Input:
//! Per-ecosystem manifest extractors.
//!
//! Every extractor turns the text of one manifest into a [`BucketMap`] keyed
//! by the bucket names in [`buckets`]. Entries that match no expected pattern
//! are logged with `tracing::warn!` and skipped; a manifest that is not valid
//! TOML/JSON/XML fails as a whole.

use anyhow::Result;

use crate::models::BucketMap;

pub mod dotnet;
pub mod go;
pub mod java;
pub mod node;
pub mod php;
pub mod python;
pub mod ruby;
pub mod rust;

/// Bucket keys shared across ecosystems.
pub mod buckets {
    pub const NECESSARY: &str = "necessary";
    pub const DEV: &str = "devDependencies";
    pub const PEER: &str = "peerDependencies";
    pub const BUNDLED: &str = "bundledDependencies";
    pub const BUILD: &str = "buildDependencies";
    pub const WORKSPACE: &str = "workspaceDependencies";
    pub const INDIRECT: &str = "indirect";
    pub const OPTIONAL: &str = "optional";
    pub const GROUPS: &str = "groups";
    pub const TARGET: &str = "target";
    pub const TOOLS: &str = "tools";
    pub const OS: &str = "os";
    pub const PLUGINS: &str = "plugins";
    pub const REFERENCES: &str = "references";
    pub const FRAMEWORKS: &str = "frameworks";
    pub const LOCKFILE: &str = "lockfile";
    pub const SUBMODULES: &str = "submodules";

    /// Group used when optional dependencies come as a bare list.
    pub const UNGROUPED: &str = "ungrouped";
}

/// Parses the text of a single manifest file.
pub trait Extractor {
    fn extract(&self, text: &str) -> Result<BucketMap>;
}

/// Manifest types recognised in a repository, in processing order.
#[derive(Debug, Clone, Copy, PartialEq, Eq, Hash)]
pub enum ManifestKind {
    PyProject,
    Requirements,
    PipfileLock,
    PackageJson,
    PackageLock,
    YarnLock,
    Pom,
    Gradle,
    Gemfile,
    Composer,
    GoMod,
    GoSum,
    CargoToml,
    CargoLock,
    CsProj,
    VbProj,
    FsProj,
    PackagesConfig,
}

impl ManifestKind {
    pub const ALL: [ManifestKind; 18] = [
        ManifestKind::PyProject,
        ManifestKind::Requirements,
        ManifestKind::PipfileLock,
        ManifestKind::PackageJson,
        ManifestKind::PackageLock,
        ManifestKind::YarnLock,
        ManifestKind::Pom,
        ManifestKind::Gradle,
        ManifestKind::Gemfile,
        ManifestKind::Composer,
        ManifestKind::GoMod,
        ManifestKind::GoSum,
        ManifestKind::CargoToml,
        ManifestKind::CargoLock,
        ManifestKind::CsProj,
        ManifestKind::VbProj,
        ManifestKind::FsProj,
        ManifestKind::PackagesConfig,
    ];

    /// Manifest-type key used in repository snapshots.
    pub fn key(self) -> &'static str {
        match self {
            ManifestKind::PyProject => "pyproject.toml",
            ManifestKind::Requirements => "requirements.txt",
            ManifestKind::PipfileLock => "Pipfile.lock",
            ManifestKind::PackageJson => "package.json",
            ManifestKind::PackageLock => "package-lock.json",
            ManifestKind::YarnLock => "yarn.lock",
            ManifestKind::Pom => "pom.xml",
            ManifestKind::Gradle => "build.gradle",
            ManifestKind::Gemfile => "Gemfile",
            ManifestKind::Composer => "composer.json",
            ManifestKind::GoMod => "go.mod",
            ManifestKind::GoSum => "go.sum",
            ManifestKind::CargoToml => "Cargo.toml",
            ManifestKind::CargoLock => "Cargo.lock",
            ManifestKind::CsProj => ".csproj",
            ManifestKind::VbProj => ".vbproj",
            ManifestKind::FsProj => ".fsproj",
            ManifestKind::PackagesConfig => "packages.config",
        }
    }

    pub fn from_key(key: &str) -> Option<Self> {
        if key == "build.gradle.kts" {
            return Some(ManifestKind::Gradle);
        }
        Self::ALL.into_iter().find(|kind| kind.key() == key)
    }

    /// Kind of the file at `path`, judged by its file name.
    pub fn for_path(path: &str) -> Option<Self> {
        let file_name = path.rsplit('/').next().unwrap_or(path);
        match file_name {
            "build.gradle.kts" => return Some(ManifestKind::Gradle),
            name if name.ends_with("requirements.txt") => {
                return Some(ManifestKind::Requirements)
            }
            _ => {}
        }
        Self::ALL.into_iter().find(|kind| {
            let key = kind.key();
            if key.starts_with('.') {
                file_name.len() > key.len() && file_name.ends_with(key)
            } else {
                file_name == key
            }
        })
    }
}

impl std::fmt::Display for ManifestKind {
    fn fmt(&self, f: &mut std::fmt::Formatter<'_>) -> std::fmt::Result {
        write!(f, "{}", self.key())
    }
}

Problem to solve:
All records are to be restated exactly, from the first line to the last line.

Response area:
//! Per-ecosystem manifest extractors.
//!
//! Every extractor turns the text of one manifest into a [`BucketMap`] keyed
//! by the bucket names in [`buckets`]. Entries that match no expected pattern
//! are logged with `tracing::warn!` and skipped; a manifest that is not valid
//! TOML/JSON/XML fails as a whole.

use anyhow::Result;

use crate::models::BucketMap;

pub mod dotnet;
pub mod go;
pub mod java;
pub mod node;
pub mod php;
pub mod python;
pub mod ruby;
pub mod rust;

/// Bucket keys shared across ecosystems.
pub mod buckets {
    pub const NECESSARY: &str = "necessary";
    pub const DEV: &str = "devDependencies";
    pub const PEER: &str = "peerDependencies";
    pub const BUNDLED: &str = "bundledDependencies";
    pub const BUILD: &str = "buildDependencies";
    pub const WORKSPACE: &str = "workspaceDependencies";
    pub const INDIRECT: &str = "indirect";
    pub const OPTIONAL: &str = "optional";
    pub const GROUPS: &str = "groups";
    pub const TARGET: &str = "target";
    pub const TOOLS: &str = "tools";
    pub const OS: &str = "os";
    pub const PLUGINS: &str = "plugins";
    pub const REFERENCES: &str = "references";
    pub const FRAMEWORKS: &str = "frameworks";
    pub const LOCKFILE: &str = "lockfile";
    pub const SUBMODULES: &str = "submodules";

    /// Group used when optional dependencies come as a bare list.
    pub const UNGROUPED: &str = "ungrouped";
}

/// Parses the text of a single manifest file.
pub trait Extractor {
    fn extract(&self, text: &str) -> Result<BucketMap>;
}

/// Manifest types recognised in a repository, in processing order.
#[derive(Debug, Clone, Copy, PartialEq, Eq, Hash)]
pub enum ManifestKind {
    PyProject,
    Requirements,
    PipfileLock,
    PackageJson,
    PackageLock,
    YarnLock,
    Pom,
    Gradle,
    Gemfile,
    Composer,
    GoMod,
    GoSum,
    CargoToml,
    CargoLock,
    CsProj,
    VbProj,
    FsProj,
    PackagesConfig,
}

impl ManifestKind {
    pub const ALL: [ManifestKind; 18] = [
        ManifestKind::PyProject,
        ManifestKind::Requirements,
        ManifestKind::PipfileLock,
        ManifestKind::PackageJson,
        ManifestKind::PackageLock,
        ManifestKind::YarnLock,
        ManifestKind::Pom,
        ManifestKind::Gradle,
        ManifestKind::Gemfile,
        ManifestKind::Composer,
        ManifestKind::GoMod,
        ManifestKind::GoSum,
        ManifestKind::CargoToml,
        ManifestKind::CargoLock,
        ManifestKind::CsProj,
        ManifestKind::VbProj,
        ManifestKind::FsProj,
        ManifestKind::PackagesConfig,
    ];

    /// Manifest-type key used in repository snapshots.
    pub fn key(self) -> &'static str {
        match self {
            ManifestKind::PyProject => "pyproject.toml",
            ManifestKind::Requirements => "requirements.txt",
            ManifestKind::PipfileLock => "Pipfile.lock",
            ManifestKind::PackageJson => "package.json",
            ManifestKind::PackageLock => "package-lock.json",
            ManifestKind::YarnLock => "yarn.lock",
            ManifestKind::Pom => "pom.xml",
            ManifestKind::Gradle => "build.gradle",
            ManifestKind::Gemfile => "Gemfile",
            ManifestKind::Composer => "composer.json",
            ManifestKind::GoMod => "go.mod",
            ManifestKind::GoSum => "go.sum",
            ManifestKind::CargoToml => "Cargo.toml",
            ManifestKind::CargoLock => "Cargo.lock",
            ManifestKind::CsProj => ".csproj",
            ManifestKind::VbProj => ".vbproj",
            ManifestKind::FsProj => ".fsproj",
            ManifestKind::PackagesConfig => "packages.config",
        }
    }

    pub fn from_key(key: &str) -> Option<Self> {
        if key == "build.gradle.kts" {
            return Some(ManifestKind::Gradle);
        }
        Self::ALL.into_iter().find(|kind| kind.key() == key)
    }

    /// Kind of the file at `path`, judged by its file name.
    pub fn for_path(path: &str) -> Option<Self> {
        let file_name = path.rsplit('/').next().unwrap_or(path);
        match file_name {
            "build.gradle.kts" => return Some(ManifestKind::Gradle),
            name if name.ends_with("requirements.txt") => {
                return Some(ManifestKind::Requirements)
            }
            _ => {}
        }
        Self::ALL.into_iter().find(|kind| {
            let key = kind.key();
            if key.starts_with('.') {
                file_name.len() > key.len() && file_name.ends_with(key)
            } else {
                file_name == key
            }
        })
    }
}

impl std::fmt::Display for ManifestKind {
    fn fmt(&self, f: &mut std::fmt::Formatter<'_>) -> std::fmt::Result {
        write!(f, "{}", self.key())
    }
}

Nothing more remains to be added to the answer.